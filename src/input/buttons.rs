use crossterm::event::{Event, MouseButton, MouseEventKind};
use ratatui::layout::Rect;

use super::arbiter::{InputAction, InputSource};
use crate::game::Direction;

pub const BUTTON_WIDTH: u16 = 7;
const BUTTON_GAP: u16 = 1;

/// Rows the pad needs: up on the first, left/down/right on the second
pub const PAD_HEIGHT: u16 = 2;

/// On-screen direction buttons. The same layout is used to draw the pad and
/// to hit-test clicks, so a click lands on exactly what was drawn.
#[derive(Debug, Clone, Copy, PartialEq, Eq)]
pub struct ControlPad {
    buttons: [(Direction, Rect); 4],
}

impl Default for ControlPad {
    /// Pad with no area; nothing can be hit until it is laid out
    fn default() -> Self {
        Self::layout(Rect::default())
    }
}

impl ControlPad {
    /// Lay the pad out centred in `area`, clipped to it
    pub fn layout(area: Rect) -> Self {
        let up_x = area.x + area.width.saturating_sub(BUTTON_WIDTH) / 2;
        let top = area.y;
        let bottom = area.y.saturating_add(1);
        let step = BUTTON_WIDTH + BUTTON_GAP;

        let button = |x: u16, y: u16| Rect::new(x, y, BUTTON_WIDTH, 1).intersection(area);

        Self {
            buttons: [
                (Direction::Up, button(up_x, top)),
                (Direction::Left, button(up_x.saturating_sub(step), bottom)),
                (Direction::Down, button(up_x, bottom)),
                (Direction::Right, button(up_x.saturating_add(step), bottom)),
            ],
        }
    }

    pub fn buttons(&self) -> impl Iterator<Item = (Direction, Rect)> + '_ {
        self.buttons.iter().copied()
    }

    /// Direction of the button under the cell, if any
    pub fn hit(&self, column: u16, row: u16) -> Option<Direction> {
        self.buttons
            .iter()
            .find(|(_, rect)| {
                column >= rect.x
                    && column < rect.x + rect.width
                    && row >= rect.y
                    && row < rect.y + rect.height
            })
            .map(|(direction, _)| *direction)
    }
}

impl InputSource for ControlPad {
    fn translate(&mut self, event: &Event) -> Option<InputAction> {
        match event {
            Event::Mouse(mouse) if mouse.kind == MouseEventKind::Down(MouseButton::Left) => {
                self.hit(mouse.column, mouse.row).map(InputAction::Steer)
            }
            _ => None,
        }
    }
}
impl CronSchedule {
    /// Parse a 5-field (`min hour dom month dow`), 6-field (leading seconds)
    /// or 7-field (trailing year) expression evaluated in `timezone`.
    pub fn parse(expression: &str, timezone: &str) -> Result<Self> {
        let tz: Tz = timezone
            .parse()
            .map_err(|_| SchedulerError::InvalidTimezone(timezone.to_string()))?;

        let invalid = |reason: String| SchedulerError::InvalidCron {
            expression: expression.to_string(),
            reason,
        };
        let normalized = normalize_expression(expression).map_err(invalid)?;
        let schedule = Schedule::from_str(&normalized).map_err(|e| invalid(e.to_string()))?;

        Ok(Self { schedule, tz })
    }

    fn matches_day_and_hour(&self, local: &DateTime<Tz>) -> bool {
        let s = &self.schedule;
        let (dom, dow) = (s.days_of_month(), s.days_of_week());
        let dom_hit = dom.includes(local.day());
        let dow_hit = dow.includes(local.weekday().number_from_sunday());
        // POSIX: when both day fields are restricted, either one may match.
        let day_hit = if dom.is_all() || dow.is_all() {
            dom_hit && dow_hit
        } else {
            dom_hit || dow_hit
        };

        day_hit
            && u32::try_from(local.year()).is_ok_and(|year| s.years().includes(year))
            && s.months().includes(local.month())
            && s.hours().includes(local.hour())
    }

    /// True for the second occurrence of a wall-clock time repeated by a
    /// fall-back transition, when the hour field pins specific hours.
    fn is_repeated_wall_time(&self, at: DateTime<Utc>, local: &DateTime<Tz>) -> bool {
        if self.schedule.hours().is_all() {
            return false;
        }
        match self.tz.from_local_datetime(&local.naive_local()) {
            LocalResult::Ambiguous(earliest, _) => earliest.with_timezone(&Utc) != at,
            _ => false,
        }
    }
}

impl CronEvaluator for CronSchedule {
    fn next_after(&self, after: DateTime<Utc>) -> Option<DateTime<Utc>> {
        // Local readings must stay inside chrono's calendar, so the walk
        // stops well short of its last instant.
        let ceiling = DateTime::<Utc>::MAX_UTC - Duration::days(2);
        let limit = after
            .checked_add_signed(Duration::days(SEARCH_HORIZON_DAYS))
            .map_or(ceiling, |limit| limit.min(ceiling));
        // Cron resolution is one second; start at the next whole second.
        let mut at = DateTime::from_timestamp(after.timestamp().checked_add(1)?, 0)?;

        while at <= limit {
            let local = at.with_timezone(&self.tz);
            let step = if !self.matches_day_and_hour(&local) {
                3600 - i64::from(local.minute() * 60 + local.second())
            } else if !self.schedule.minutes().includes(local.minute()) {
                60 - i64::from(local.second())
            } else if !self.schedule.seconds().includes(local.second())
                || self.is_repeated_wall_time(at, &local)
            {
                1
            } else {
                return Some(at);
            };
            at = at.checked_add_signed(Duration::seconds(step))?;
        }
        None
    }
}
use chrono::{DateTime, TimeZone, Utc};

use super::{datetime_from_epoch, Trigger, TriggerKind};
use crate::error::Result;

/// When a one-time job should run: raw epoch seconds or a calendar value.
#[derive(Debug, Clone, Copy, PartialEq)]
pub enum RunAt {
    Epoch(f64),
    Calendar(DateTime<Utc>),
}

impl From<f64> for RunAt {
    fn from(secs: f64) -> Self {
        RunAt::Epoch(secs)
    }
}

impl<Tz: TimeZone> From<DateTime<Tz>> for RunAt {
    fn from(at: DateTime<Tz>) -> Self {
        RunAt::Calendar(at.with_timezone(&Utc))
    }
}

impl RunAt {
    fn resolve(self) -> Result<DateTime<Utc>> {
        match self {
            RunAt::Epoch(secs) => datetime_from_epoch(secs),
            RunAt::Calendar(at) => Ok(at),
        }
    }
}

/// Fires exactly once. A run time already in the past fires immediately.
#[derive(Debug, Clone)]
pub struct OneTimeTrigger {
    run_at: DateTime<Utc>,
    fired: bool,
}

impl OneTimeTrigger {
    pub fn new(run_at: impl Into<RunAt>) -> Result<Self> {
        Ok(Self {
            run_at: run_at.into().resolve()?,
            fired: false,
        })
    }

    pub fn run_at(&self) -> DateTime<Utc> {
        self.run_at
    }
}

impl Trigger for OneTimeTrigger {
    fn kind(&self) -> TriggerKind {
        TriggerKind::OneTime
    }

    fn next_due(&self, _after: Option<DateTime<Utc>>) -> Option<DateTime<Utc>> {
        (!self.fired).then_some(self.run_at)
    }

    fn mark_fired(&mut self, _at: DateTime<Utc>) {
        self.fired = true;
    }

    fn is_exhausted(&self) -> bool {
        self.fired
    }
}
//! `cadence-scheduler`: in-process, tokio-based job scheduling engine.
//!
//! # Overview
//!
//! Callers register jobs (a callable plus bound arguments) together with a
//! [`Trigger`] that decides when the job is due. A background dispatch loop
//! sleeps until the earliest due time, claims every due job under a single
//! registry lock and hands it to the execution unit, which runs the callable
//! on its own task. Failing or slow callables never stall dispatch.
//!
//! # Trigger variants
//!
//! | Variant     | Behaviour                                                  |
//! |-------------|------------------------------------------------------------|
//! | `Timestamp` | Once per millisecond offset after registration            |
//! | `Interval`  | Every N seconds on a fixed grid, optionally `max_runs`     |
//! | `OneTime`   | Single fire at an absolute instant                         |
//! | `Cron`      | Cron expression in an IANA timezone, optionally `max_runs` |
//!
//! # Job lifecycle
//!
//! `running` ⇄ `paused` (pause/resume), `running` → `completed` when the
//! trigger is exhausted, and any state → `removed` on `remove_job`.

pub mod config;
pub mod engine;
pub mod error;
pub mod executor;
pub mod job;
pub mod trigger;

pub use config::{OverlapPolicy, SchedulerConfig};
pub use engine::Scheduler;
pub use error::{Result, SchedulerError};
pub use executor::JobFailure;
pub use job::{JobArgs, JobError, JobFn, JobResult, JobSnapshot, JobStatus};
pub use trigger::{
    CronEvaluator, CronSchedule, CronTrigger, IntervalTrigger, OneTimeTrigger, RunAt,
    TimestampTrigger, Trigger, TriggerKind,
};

——————

WHAT YOU ARE ASKED TO DO.
Each line of the listing above that includes the word "struct" should be copied.

ANSWER BOX.
pub struct ControlPad {
pub struct OneTimeTrigger {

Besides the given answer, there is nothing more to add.